May 11, 2000, Thursday

Food-Biotech Backlash Spreads Through Japan

By Sharon Schmickle

The deep-fry vats are always busy at the McDonald's and Kentucky Fried Chicken counters here in Tokyo, but Japanese consumers are spurning a different kind of American food: genetically modified corn and soybeans from the U.S. Midwest. ""God created the Earth and food and humans in a very superior way, and we shouldn't mess around with that," said Hiroko Konno, who has a local farmer deliver fresh food to her home near Tokyo four times a week. Such passions have prompted Japanese shoppers to pay as much as 10 times the normal price for soybeans grown on their own soil, where farmers don't plant GM seeds. And next April, a new law will require dozens of foods with GM ingredients to carry labels, giving consumers a clear choice to reject the crops that American farmers are planting this spring. For the farmers, the stakes are huge. Japan imports more Midwestern corn and soybeans than any other nation, at least $3 billion worth a year. A pressing question is how many other Asian nations will take their cues from Japan.

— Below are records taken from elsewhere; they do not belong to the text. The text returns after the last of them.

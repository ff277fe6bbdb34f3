use geo_types::Point;

/// A WGS84 position, `x` is longitude and `y` is latitude (GeoJSON / WKT order).
pub trait Coordinate {
    fn x(&self) -> f64;
    fn y(&self) -> f64;

    fn longitude(&self) -> f64 {
        self.x()
    }

    fn latitude(&self) -> f64 {
        self.y()
    }
}

impl Coordinate for (f64, f64) {
    fn x(&self) -> f64 { self.0 }
    fn y(&self) -> f64 { self.1 }
}

impl Coordinate for Point<f64> {
    fn x(&self) -> f64 { Point::x(*self) }
    fn y(&self) -> f64 { Point::y(*self) }
}

impl Coordinate for geo_types::Coord<f64> {
    fn x(&self) -> f64 { self.x }
    fn y(&self) -> f64 { self.y }
}
pub mod adjacency;
pub mod base32;
pub mod codec;
pub mod constants;

pub use adjacency::{Direction, get_adjacent, get_adjacent_str};
pub use base32::{char_to_index, index_to_char};
pub use codec::{ExactLatLong, LatLong, decode, decode_exactly, encode, encode_strictly};
pub use constants::{
    BASE32_ALPHABET, BITS_PER_CHAR, DEFAULT_PRECISION, EARTH_RADIUS, LATITUDE_RANGE,
    LONGITUDE_RANGE, MAX_PRECISION, PREFIX_DISTANCES,
};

"Japan is the bellwether," said Minnesota Agriculture Commissioner Gene Hugoson, who visited Japan on a trade mission last year. "The Japanese are seen as fastidious in terms of food-safety issues, so they sort of define the high end. And they influence attitudes pretty much down the line." Over the years, Japan typically has bought more than twice as much U.S. corn as all of the European countries combined. Now, after losing $300 million a year in corn sales to Europe since 1996 because of anti-GM furor, U.S. farmers are fighting to save Japanese markets they've cultivated for 50 years.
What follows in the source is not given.